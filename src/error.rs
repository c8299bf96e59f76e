//! Crate error type
//!
//! Only the edges fail: loading tuning and touching the progress file.
//! The simulation itself has no fallible operations.

use std::path::PathBuf;

/// Errors raised while loading configuration or persisting progress
#[derive(thiserror::Error, Debug)]
pub enum Error {
    /// Filesystem error with the path that caused it
    #[error("IO error on {path}: {source}")]
    Io {
        path: PathBuf,
        #[source]
        source: std::io::Error,
    },

    /// Malformed JSON
    #[error("JSON error: {0}")]
    Json(#[from] serde_json::Error),

    /// A tuning value outside its legal range
    #[error("Invalid tuning: {0}")]
    InvalidTuning(String),
}

/// Result type for fallible crate operations
pub type Result<T> = std::result::Result<T, Error>;

impl Error {
    pub(crate) fn io(path: impl Into<PathBuf>, source: std::io::Error) -> Self {
        Error::Io {
            path: path.into(),
            source,
        }
    }
}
- - -
Problem -
Begin at the top of the records above and quote each line exactly, ending with the line that contains "use std::path::PathBuf;".

Output of the task -
filename src/error.rs
repository c8299bf96e59f76e
//! Crate error type
//!
//! Only the edges fail: loading tuning and touching the progress file.
//! The simulation itself has no fallible operations.

use std::path::PathBuf;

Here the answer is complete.